Extracted data entries:
══════════════════════════════

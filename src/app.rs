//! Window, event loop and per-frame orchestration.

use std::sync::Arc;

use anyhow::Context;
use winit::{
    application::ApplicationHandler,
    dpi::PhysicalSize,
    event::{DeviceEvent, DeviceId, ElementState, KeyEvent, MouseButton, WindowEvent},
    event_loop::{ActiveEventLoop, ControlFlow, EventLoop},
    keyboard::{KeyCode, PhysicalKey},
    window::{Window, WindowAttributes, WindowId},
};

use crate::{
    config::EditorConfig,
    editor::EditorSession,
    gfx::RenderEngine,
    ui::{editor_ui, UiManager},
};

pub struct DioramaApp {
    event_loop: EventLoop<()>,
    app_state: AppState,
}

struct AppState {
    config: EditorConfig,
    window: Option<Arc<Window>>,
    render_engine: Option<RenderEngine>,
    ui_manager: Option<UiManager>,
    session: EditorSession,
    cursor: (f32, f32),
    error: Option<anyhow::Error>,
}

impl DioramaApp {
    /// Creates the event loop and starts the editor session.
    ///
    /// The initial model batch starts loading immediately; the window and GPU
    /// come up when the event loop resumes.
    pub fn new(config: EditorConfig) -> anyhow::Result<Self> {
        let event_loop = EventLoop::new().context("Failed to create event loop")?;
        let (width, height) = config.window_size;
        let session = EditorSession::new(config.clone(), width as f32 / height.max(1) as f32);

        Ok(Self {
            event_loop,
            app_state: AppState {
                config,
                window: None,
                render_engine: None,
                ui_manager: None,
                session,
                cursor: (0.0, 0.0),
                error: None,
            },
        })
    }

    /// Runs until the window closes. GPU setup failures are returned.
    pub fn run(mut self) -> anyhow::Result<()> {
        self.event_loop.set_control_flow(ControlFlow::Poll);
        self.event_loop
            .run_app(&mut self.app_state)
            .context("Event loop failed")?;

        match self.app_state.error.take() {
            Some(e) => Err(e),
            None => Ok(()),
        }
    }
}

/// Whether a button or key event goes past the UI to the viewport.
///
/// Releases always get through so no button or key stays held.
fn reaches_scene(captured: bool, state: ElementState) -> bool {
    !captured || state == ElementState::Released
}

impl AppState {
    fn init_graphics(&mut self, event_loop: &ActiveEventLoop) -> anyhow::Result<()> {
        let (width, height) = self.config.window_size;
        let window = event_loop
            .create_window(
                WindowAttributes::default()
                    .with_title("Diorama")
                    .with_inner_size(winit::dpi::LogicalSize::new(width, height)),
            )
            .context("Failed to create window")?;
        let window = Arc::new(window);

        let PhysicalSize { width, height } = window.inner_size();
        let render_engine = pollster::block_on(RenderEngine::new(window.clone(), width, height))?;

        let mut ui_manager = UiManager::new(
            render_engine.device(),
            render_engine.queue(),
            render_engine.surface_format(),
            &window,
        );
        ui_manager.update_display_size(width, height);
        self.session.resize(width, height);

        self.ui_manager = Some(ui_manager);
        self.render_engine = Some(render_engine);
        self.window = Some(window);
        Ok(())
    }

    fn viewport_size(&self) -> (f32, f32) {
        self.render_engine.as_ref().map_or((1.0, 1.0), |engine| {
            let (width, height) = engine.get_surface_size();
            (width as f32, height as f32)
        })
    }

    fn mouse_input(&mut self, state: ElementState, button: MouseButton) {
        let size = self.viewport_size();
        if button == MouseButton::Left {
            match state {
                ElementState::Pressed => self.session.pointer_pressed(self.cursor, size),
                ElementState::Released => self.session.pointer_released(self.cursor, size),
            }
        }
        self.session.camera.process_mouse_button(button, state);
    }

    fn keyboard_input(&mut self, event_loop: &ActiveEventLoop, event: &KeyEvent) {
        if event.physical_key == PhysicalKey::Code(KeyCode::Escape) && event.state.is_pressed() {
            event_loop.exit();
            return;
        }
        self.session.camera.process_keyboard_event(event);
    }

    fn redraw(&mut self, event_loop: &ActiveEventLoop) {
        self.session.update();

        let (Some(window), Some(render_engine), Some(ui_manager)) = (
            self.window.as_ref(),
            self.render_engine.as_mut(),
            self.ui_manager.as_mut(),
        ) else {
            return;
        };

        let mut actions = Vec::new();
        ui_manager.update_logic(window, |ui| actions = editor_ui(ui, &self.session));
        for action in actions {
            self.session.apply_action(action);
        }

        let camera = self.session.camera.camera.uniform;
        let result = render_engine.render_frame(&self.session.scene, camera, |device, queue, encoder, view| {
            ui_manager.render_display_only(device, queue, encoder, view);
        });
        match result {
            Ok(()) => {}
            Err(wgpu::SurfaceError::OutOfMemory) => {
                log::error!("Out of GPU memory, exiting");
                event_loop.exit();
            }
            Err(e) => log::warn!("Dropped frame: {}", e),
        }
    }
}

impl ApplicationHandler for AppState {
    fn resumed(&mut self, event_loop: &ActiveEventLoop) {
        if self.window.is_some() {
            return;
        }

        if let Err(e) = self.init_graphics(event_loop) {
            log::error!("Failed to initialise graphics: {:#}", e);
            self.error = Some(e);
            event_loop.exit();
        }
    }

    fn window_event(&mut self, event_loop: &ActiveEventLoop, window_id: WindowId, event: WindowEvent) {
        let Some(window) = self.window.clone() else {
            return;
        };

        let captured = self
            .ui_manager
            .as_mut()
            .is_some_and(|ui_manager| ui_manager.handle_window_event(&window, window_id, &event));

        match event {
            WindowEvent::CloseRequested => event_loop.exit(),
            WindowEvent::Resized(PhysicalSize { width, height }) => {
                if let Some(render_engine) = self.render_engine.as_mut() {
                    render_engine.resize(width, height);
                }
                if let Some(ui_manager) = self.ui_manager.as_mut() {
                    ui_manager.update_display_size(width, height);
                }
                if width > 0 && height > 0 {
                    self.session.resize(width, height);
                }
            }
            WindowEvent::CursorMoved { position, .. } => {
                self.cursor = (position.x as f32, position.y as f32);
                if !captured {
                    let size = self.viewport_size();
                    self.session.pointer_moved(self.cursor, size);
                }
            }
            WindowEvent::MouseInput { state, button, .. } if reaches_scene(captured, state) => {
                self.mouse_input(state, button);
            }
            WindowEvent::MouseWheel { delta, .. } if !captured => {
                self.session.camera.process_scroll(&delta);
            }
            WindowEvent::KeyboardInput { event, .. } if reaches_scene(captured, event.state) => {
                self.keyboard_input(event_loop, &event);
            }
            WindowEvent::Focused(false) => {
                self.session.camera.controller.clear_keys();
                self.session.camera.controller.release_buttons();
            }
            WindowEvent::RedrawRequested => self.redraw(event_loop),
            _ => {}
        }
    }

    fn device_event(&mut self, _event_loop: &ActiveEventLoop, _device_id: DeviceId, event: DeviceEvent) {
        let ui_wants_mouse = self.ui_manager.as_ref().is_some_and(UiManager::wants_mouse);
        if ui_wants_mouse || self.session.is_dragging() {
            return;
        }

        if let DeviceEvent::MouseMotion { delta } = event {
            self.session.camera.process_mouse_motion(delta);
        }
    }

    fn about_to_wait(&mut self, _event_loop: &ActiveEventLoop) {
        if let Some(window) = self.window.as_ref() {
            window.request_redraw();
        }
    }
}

══════════════════════════════

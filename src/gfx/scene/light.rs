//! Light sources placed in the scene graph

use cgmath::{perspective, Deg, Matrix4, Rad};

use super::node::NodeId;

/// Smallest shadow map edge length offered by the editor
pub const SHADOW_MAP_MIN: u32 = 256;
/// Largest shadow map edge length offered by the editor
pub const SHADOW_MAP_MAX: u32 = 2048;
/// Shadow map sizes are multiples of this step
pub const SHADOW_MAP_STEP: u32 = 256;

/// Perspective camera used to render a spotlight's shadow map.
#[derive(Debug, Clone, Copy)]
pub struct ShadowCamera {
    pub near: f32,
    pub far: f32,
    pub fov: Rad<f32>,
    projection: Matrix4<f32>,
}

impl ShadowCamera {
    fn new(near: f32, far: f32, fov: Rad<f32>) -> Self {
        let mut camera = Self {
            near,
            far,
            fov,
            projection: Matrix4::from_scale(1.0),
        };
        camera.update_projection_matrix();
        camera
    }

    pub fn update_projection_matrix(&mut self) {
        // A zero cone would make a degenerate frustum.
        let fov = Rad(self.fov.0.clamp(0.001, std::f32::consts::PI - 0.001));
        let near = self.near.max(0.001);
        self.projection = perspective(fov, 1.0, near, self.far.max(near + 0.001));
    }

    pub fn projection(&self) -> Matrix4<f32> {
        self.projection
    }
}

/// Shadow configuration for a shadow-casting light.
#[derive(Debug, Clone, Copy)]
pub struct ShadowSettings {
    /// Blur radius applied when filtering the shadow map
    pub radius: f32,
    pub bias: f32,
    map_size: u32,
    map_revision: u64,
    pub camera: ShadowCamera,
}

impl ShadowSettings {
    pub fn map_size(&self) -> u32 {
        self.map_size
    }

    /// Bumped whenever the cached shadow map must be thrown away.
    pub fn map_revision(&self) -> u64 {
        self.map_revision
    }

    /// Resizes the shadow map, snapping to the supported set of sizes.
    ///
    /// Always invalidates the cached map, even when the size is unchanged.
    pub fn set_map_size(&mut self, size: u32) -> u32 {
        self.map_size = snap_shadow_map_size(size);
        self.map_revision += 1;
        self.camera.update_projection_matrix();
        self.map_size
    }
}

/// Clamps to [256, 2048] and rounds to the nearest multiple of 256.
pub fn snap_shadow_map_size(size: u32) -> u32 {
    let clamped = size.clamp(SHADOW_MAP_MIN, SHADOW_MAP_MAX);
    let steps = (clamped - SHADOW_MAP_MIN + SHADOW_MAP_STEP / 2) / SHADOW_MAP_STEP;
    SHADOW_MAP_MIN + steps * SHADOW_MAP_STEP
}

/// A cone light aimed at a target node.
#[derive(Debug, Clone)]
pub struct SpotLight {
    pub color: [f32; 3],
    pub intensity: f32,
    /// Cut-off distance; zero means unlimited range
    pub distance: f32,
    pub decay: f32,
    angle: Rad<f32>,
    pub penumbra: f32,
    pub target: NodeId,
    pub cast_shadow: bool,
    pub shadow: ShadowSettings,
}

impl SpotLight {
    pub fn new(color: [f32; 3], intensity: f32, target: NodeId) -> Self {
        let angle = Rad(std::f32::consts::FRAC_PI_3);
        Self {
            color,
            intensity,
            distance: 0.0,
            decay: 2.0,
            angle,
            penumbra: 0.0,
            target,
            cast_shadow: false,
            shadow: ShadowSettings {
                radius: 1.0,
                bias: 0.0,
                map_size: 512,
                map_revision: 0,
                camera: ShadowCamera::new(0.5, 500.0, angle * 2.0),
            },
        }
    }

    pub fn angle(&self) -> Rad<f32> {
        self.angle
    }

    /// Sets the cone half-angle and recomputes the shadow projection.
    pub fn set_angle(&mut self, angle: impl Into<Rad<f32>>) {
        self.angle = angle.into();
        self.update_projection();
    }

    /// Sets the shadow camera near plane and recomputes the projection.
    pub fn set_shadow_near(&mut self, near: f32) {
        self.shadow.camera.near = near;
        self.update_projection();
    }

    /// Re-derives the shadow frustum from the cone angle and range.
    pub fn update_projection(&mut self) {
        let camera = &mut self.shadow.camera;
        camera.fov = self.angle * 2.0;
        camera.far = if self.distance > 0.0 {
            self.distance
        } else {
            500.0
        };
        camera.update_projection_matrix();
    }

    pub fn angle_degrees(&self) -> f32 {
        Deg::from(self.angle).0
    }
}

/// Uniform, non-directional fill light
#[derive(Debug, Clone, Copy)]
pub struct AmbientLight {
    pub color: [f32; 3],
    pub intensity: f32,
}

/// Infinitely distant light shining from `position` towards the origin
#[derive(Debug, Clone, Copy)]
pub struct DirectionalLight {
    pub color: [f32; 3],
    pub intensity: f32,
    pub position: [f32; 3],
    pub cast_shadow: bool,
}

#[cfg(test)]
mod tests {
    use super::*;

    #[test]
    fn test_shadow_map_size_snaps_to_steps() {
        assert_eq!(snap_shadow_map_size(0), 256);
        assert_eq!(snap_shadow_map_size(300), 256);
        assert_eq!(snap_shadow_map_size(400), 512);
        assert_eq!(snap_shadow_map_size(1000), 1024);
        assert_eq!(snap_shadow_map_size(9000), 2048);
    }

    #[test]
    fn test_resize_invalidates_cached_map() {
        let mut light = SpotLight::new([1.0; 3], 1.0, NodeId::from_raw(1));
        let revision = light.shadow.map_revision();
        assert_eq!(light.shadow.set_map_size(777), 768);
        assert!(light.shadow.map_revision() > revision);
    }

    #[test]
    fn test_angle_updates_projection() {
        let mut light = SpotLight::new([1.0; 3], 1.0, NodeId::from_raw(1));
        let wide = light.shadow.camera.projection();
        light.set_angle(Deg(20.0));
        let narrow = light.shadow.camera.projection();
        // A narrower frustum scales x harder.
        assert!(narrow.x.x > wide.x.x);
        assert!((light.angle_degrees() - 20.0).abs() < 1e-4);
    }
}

══════════════════════════════

> About this exercise: Look through the records for the string "clamped". Copy every line that has it.

> Written solution:
    let clamped = size.clamp(SHADOW_MAP_MIN, SHADOW_MAP_MAX);
    let steps = (clamped - SHADOW_MAP_MIN + SHADOW_MAP_STEP / 2) / SHADOW_MAP_STEP;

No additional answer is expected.